Where are the underlying fundamentals of the businesses?
Data compiled by Bloomberg show US corporations have been hoarding cash and paying down borrowings. The S&P 500’s net debt to earnings before interest, tax, depreciation and amortization ratio is down to 2.5 from 5 in the second quarter of 2008. Furthermore this year’s earnings will increase 18 percent to a record US$99.57 a share and break $100 next year. This means we have companies at their most profitable and with a strong financial structure (less debt) meaning we are getting an absolute bargain if you are a long term investor.
What is The World's Greatest Investor Doing?
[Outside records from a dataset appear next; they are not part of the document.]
//! # streetcred-api — Axum API Service for StreetCred
//!
//! HTTP surface over the reward engine and report service.
//!
//! ## API Surface
//!
//! | Prefix            | Module               | Domain                         |
//! |-------------------|----------------------|--------------------------------|
//! | `/api/badges/*`   | [`routes::badges`]   | Points, milestones, leaderboard |
//! | `/api/reports/*`  | [`routes::reports`]  | Report submission and search   |
//! | `/openapi.json`   | [`openapi`]          | Generated OpenAPI document     |
//! | `/health/*`       | this module          | Liveness and readiness probes  |
//! | `/metrics`        | this module          | Prometheus scrape endpoint     |
//!
//! ## Middleware Stack (execution order)
//!
//! ```text
//! TraceLayer → MetricsMiddleware → AuthMiddleware → RateLimitMiddleware → Handler
//! ```
//!
//! Health probes, `/metrics` and `/openapi.json` are served without
//! credentials.

pub mod auth;
pub mod db;
pub mod error;
pub mod extractors;
pub mod middleware;
pub mod openapi;
pub mod routes;
pub mod state;

pub use error::AppError;
pub use state::AppState;

use axum::extract::{DefaultBodyLimit, State};
use axum::http::{HeaderValue, StatusCode};
use axum::middleware::from_fn;
use axum::response::IntoResponse;
use axum::routing::get;
use axum::{Extension, Router};
use tower_http::cors::{AllowOrigin, CorsLayer};

use crate::auth::AuthConfig;
use crate::middleware::rate_limit::RateLimiter;

/// Default body limit for API routes. The submit route raises its own.
const API_BODY_LIMIT: usize = 2 * 1024 * 1024;

/// Assemble the application router with all routes and middleware.
pub fn app(state: AppState) -> Router {
    let auth_config = AuthConfig {
        token: state.config.auth_token.clone(),
    };
    let limiter = RateLimiter::new(state.config.rate_limit);

    // Auth runs before rate limiting so rejected credentials do not consume
    // quota.
    let mut api = Router::new()
        .merge(routes::badges::router())
        .merge(routes::reports::router())
        .layer(DefaultBodyLimit::max(API_BODY_LIMIT))
        .layer(from_fn(middleware::rate_limit::rate_limit_middleware))
        .layer(from_fn(auth::auth_middleware));

    if let Some(metrics) = state.metrics.clone() {
        api = api
            .layer(from_fn(middleware::metrics::metrics_middleware))
            .layer(Extension(metrics));
    }

    let api = api
        .layer(Extension(auth_config))
        .layer(Extension(limiter))
        .with_state(state.clone());

    let unauthenticated = Router::new()
        .route("/health/liveness", get(liveness))
        .route("/health/readiness", get(readiness))
        .route("/metrics", get(prometheus_metrics))
        .merge(openapi::router())
        .with_state(state.clone());

    let router = Router::new().merge(unauthenticated).merge(api);
    let cors = cors_layer(state.config.cors_allow_origin.as_deref());
    middleware::tracing_layer::apply(router).layer(cors)
}

fn cors_layer(origin: Option<&str>) -> CorsLayer {
    let permissive = CorsLayer::permissive();
    let Some(origin) = origin else {
        return permissive;
    };
    match HeaderValue::from_str(origin) {
        Ok(value) => CorsLayer::new()
            .allow_origin(AllowOrigin::exact(value))
            .allow_methods(tower_http::cors::Any)
            .allow_headers(tower_http::cors::Any),
        Err(_) => {
            tracing::warn!(origin, "invalid CORS_ALLOW_ORIGIN, allowing any origin");
            permissive
        }
    }
}

/// Liveness probe: 200 while the process is running.
async fn liveness() -> &'static str {
    "ok"
}

/// Readiness probe: 200 when the database, if configured, answers.
async fn readiness(State(state): State<AppState>) -> impl IntoResponse {
    if let Some(pool) = &state.db_pool {
        if let Err(e) = sqlx::query("SELECT 1").execute(pool).await {
            tracing::warn!(error = %e, "readiness check failed: database unreachable");
            return (StatusCode::SERVICE_UNAVAILABLE, "database unavailable");
        }
    }
    (StatusCode::OK, "ready")
}

/// GET /metrics — Prometheus text exposition.
async fn prometheus_metrics(State(state): State<AppState>) -> impl IntoResponse {
    let Some(metrics) = &state.metrics else {
        return (StatusCode::NOT_FOUND, "metrics disabled".to_string()).into_response();
    };
    match metrics.gather_and_encode() {
        Ok(body) => (
            StatusCode::OK,
            [(
                axum::http::header::CONTENT_TYPE,
                "text/plain; version=0.0.4; charset=utf-8",
            )],
            body,
        )
            .into_response(),
        Err(e) => {
            tracing::error!(error = %e, "failed to encode metrics");
            (StatusCode::INTERNAL_SERVER_ERROR, "metrics encoding failed".to_string())
                .into_response()
        }
    }
}
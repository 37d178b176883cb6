//! # Request Extraction
//!
//! Handlers take `Result<Json<T>, JsonRejection>` (or the `Query`
//! equivalent) so rejections become [`AppError::BadRequest`] with the
//! structured error body instead of axum's plain-text default. Request
//! types then [`Validate`] into the domain types the services accept.

use axum::extract::rejection::{JsonRejection, QueryRejection};
use axum::extract::Query;
use axum::Json;
use streetcred_core::ValidationError;

use crate::error::AppError;

/// Conversion of a raw request into checked domain values.
pub trait Validate {
    type Validated;

    fn validate(self) -> Result<Self::Validated, ValidationError>;
}

/// Unwrap a JSON body, mapping rejections to 422 `BAD_REQUEST`.
pub fn extract_json<T>(body: Result<Json<T>, JsonRejection>) -> Result<T, AppError> {
    body.map(|Json(v)| v)
        .map_err(|e| AppError::BadRequest(e.body_text()))
}

/// Unwrap and validate a JSON body.
pub fn extract_validated_json<T: Validate>(
    body: Result<Json<T>, JsonRejection>,
) -> Result<T::Validated, AppError> {
    Ok(extract_json(body)?.validate()?)
}

/// Unwrap and validate query parameters.
pub fn extract_validated_query<T: Validate>(
    query: Result<Query<T>, QueryRejection>,
) -> Result<T::Validated, AppError> {
    let Query(raw) = query.map_err(|e| AppError::BadRequest(e.body_text()))?;
    Ok(raw.validate()?)
}
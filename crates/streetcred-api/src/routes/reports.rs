//! # Report Endpoints
//!
//! | Method | Path | Handler |
//! |--------|------|---------|
//! | `POST` | `/api/reports/submit` | `submit_report` |
//! | `GET` | `/api/reports/user/:user_id` | `user_reports` |
//! | `GET` | `/api/reports/recent` | `recent_reports` |
//! | `GET` | `/api/reports/nearby` | `nearby_reports` |
//!
//! Submissions may carry a base64 image, so the submit route accepts a
//! larger body than the rest of the API.

use axum::extract::rejection::{JsonRejection, QueryRejection};
use axum::extract::{DefaultBodyLimit, Path, Query, State};
use axum::routing::{get, post};
use axum::{Json, Router};
use serde::{Deserialize, Serialize};
use streetcred_core::geo::validate_radius;
use streetcred_core::limit::{validate_limit, DEFAULT_RECENT_LIMIT, MAX_LIMIT};
use streetcred_core::{
    BadgeAward, Coordinates, ImageExtension, NearbyReport, NewReport, Report, UserId,
    ValidationError,
};
use streetcred_rewards::{ImageSource, ImageUpload, SubmittedReport};
use utoipa::{IntoParams, ToSchema};

use crate::error::AppError;
use crate::extractors::{extract_validated_json, extract_validated_query, Validate};
use crate::state::AppState;

/// Body limit for report submissions.
pub const SUBMIT_BODY_LIMIT: usize = 10 * 1024 * 1024;

const DEFAULT_RADIUS_KM: f64 = 1.0;

// ---------------------------------------------------------------------------
// Request / response types
// ---------------------------------------------------------------------------

#[derive(Debug, Deserialize, ToSchema)]
pub struct SubmitReportRequest {
    pub user_id: String,
    pub lat: f64,
    pub lon: f64,
    pub description: String,
    /// Base64 image data, optionally a `data:` URL. Empty means no image.
    #[serde(default)]
    pub image_base64: Option<String>,
    /// File extension for the image, default `jpg`.
    #[serde(default)]
    pub image_extension: Option<String>,
}

/// A validated [`SubmitReportRequest`].
#[derive(Debug)]
pub struct SubmitInput {
    pub report: NewReport,
    pub image: Option<ImageUpload>,
}

impl Validate for SubmitReportRequest {
    type Validated = SubmitInput;

    fn validate(self) -> Result<SubmitInput, ValidationError> {
        let user_id = UserId::new(&self.user_id)?;
        let at = Coordinates::new(self.lat, self.lon)?;
        let report = NewReport::new(user_id, at, &self.description, None)?;

        let extension = match self.image_extension.as_deref().map(str::trim) {
            Some(raw) if !raw.is_empty() => ImageExtension::new(raw)?,
            _ => ImageExtension::default(),
        };
        let image = self
            .image_base64
            .filter(|data| !data.trim().is_empty())
            .map(|data| ImageUpload {
                source: ImageSource::Base64(data),
                extension,
            });

        Ok(SubmitInput { report, image })
    }
}

#[derive(Debug, Serialize, ToSchema)]
pub struct SubmitReportResponse {
    #[schema(value_type = Object)]
    pub report: Report,
    pub points_awarded: u32,
    pub new_points: u32,
    pub previous_points: u32,
    #[schema(value_type = Vec<Object>)]
    pub new_badges: Vec<BadgeAward>,
    pub total_badges: usize,
    pub next_milestone: u32,
}

impl From<SubmittedReport> for SubmitReportResponse {
    fn from(s: SubmittedReport) -> Self {
        Self {
            report: s.report,
            points_awarded: s.points_awarded,
            new_points: s.new_points,
            previous_points: s.previous_points,
            new_badges: s.new_badges,
            total_badges: s.total_badges,
            next_milestone: s.next_milestone,
        }
    }
}

#[derive(Debug, Serialize, ToSchema)]
pub struct UserReportsResponse {
    pub user_id: String,
    pub total_reports: usize,
    #[schema(value_type = Vec<Object>)]
    pub reports: Vec<Report>,
}

#[derive(Debug, Serialize, ToSchema)]
pub struct NearbyReportsResponse {
    pub lat: f64,
    pub lon: f64,
    pub radius_km: f64,
    pub total_reports: usize,
    /// Reports with `distance_km`, nearest first.
    #[schema(value_type = Vec<Object>)]
    pub reports: Vec<NearbyReport>,
}

#[derive(Debug, Deserialize, IntoParams)]
#[into_params(parameter_in = Query)]
pub struct RecentQuery {
    /// 1..=100, default 20.
    pub limit: Option<i64>,
}

impl Validate for RecentQuery {
    type Validated = u32;

    fn validate(self) -> Result<u32, ValidationError> {
        validate_limit(self.limit, DEFAULT_RECENT_LIMIT, MAX_LIMIT)
    }
}

#[derive(Debug, Deserialize, IntoParams)]
#[into_params(parameter_in = Query)]
pub struct NearbyQuery {
    pub lat: f64,
    pub lon: f64,
    /// Search radius in kilometres, default 1.0.
    pub radius_km: Option<f64>,
}

impl Validate for NearbyQuery {
    type Validated = (Coordinates, f64);

    fn validate(self) -> Result<(Coordinates, f64), ValidationError> {
        let center = Coordinates::new(self.lat, self.lon)?;
        let radius = validate_radius(self.radius_km.unwrap_or(DEFAULT_RADIUS_KM))?;
        Ok((center, radius))
    }
}

// ---------------------------------------------------------------------------
// Router
// ---------------------------------------------------------------------------

pub fn router() -> Router<AppState> {
    Router::new()
        .route(
            "/api/reports/submit",
            post(submit_report).layer(DefaultBodyLimit::max(SUBMIT_BODY_LIMIT)),
        )
        .route("/api/reports/user/:user_id", get(user_reports))
        .route("/api/reports/recent", get(recent_reports))
        .route("/api/reports/nearby", get(nearby_reports))
}

// ---------------------------------------------------------------------------
// Handlers
// ---------------------------------------------------------------------------

/// POST /api/reports/submit — Store a report and award one point.
#[utoipa::path(
    post,
    path = "/api/reports/submit",
    request_body = SubmitReportRequest,
    responses(
        (status = 200, description = "Report stored and point awarded", body = SubmitReportResponse),
        (status = 404, description = "No profile for user", body = crate::error::ErrorBody),
        (status = 422, description = "Invalid request", body = crate::error::ErrorBody),
        (status = 502, description = "Store or classifier failure", body = crate::error::ErrorBody),
    ),
    tag = "reports"
)]
async fn submit_report(
    State(state): State<AppState>,
    body: Result<Json<SubmitReportRequest>, JsonRejection>,
) -> Result<Json<SubmitReportResponse>, AppError> {
    let input = extract_validated_json(body)?;
    let submitted = state.reports.submit(input.report, input.image).await?;
    if let Some(m) = &state.metrics {
        m.record_report();
        m.record_points(submitted.points_awarded, submitted.new_badges.len());
    }
    Ok(Json(submitted.into()))
}

/// GET /api/reports/user/:user_id — A user's reports, newest first.
#[utoipa::path(
    get,
    path = "/api/reports/user/{user_id}",
    params(("user_id" = String, Path, description = "User identifier")),
    responses(
        (status = 200, description = "User reports", body = UserReportsResponse),
        (status = 422, description = "Invalid user id", body = crate::error::ErrorBody),
    ),
    tag = "reports"
)]
async fn user_reports(
    State(state): State<AppState>,
    Path(user_id): Path<String>,
) -> Result<Json<UserReportsResponse>, AppError> {
    let user_id = UserId::new(&user_id)?;
    let reports = state.reports.by_user(&user_id).await?;
    Ok(Json(UserReportsResponse {
        user_id: user_id.to_string(),
        total_reports: reports.len(),
        reports,
    }))
}

/// GET /api/reports/recent — Latest reports across users.
#[utoipa::path(
    get,
    path = "/api/reports/recent",
    params(RecentQuery),
    responses(
        (status = 200, description = "JSON array of recent reports, newest first"),
        (status = 422, description = "Invalid limit", body = crate::error::ErrorBody),
    ),
    tag = "reports"
)]
async fn recent_reports(
    State(state): State<AppState>,
    query: Result<Query<RecentQuery>, QueryRejection>,
) -> Result<Json<Vec<Report>>, AppError> {
    let limit = extract_validated_query(query)?;
    Ok(Json(state.reports.recent(limit).await?))
}

/// GET /api/reports/nearby — Reports within a radius.
#[utoipa::path(
    get,
    path = "/api/reports/nearby",
    params(NearbyQuery),
    responses(
        (status = 200, description = "Reports within the radius", body = NearbyReportsResponse),
        (status = 422, description = "Invalid coordinates or radius", body = crate::error::ErrorBody),
    ),
    tag = "reports"
)]
async fn nearby_reports(
    State(state): State<AppState>,
    query: Result<Query<NearbyQuery>, QueryRejection>,
) -> Result<Json<NearbyReportsResponse>, AppError> {
    let (center, radius_km) = extract_validated_query(query)?;
    let started = std::time::Instant::now();
    let reports = state.reports.nearby(&center, radius_km).await?;
    tracing::debug!(
        matches = reports.len(),
        elapsed_ms = started.elapsed().as_millis() as u64,
        "nearby scan"
    );
    Ok(Json(NearbyReportsResponse {
        lat: center.lat(),
        lon: center.lon(),
        radius_km,
        total_reports: reports.len(),
        reports,
    }))
}

#[cfg(test)]
mod tests {
    use super::*;

    fn submit(extension: Option<&str>, image: Option<&str>) -> SubmitReportRequest {
        SubmitReportRequest {
            user_id: "alice".into(),
            lat: 40.73,
            lon: -73.99,
            description: "  broken hydrant  ".into(),
            image_base64: image.map(String::from),
            image_extension: extension.map(String::from),
        }
    }

    #[test]
    fn submit_trims_description() {
        let input = submit(None, None).validate().unwrap();
        assert_eq!(input.report.description, "broken hydrant");
        assert!(input.image.is_none());
    }

    #[test]
    fn empty_image_means_no_image() {
        assert!(submit(None, Some("   ")).validate().unwrap().image.is_none());
    }

    #[test]
    fn image_extension_defaults_to_jpg() {
        let image = submit(None, Some("aGVsbG8=")).validate().unwrap().image.unwrap();
        assert_eq!(image.extension.as_str(), "jpg");
    }

    #[test]
    fn bad_extension_rejected() {
        assert!(matches!(
            submit(Some("../png"), Some("aGVsbG8=")).validate(),
            Err(ValidationError::InvalidImageExtension(_))
        ));
    }

    #[test]
    fn blank_description_rejected() {
        let mut req = submit(None, None);
        req.description = " ".into();
        assert_eq!(req.validate().unwrap_err(), ValidationError::EmptyDescription);
    }

    #[test]
    fn nearby_defaults_radius() {
        let (center, radius) = NearbyQuery {
            lat: 1.0,
            lon: 2.0,
            radius_km: None,
        }
        .validate()
        .unwrap();
        assert_eq!(radius, 1.0);
        assert_eq!(center.lat(), 1.0);
    }

    #[test]
    fn nearby_rejects_non_positive_radius() {
        let query = NearbyQuery {
            lat: 0.0,
            lon: 0.0,
            radius_km: Some(0.0),
        };
        assert!(query.validate().is_err());
    }

    #[test]
    fn recent_limit_defaults_to_twenty() {
        assert_eq!(RecentQuery { limit: None }.validate().unwrap(), 20);
    }
}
Warren Buffet is not concerned about European debt as he believes it will have fallout but nothing like the GFC. He doesn't believe the US is going into a double dip recession and that a recovery is underway.
His company Berkshire Hathaway is buying back its own shares because "they’re undervalued", Buffett said. He was quick to point out this won't preclude them purchasing shares of other firms or entire companies, who told shareholders in his annual letter that his “elephant gun” is loaded. “If the stock is cheap we will buy it in. If it isn’t cheap we won’t buy it.” said the Oracle.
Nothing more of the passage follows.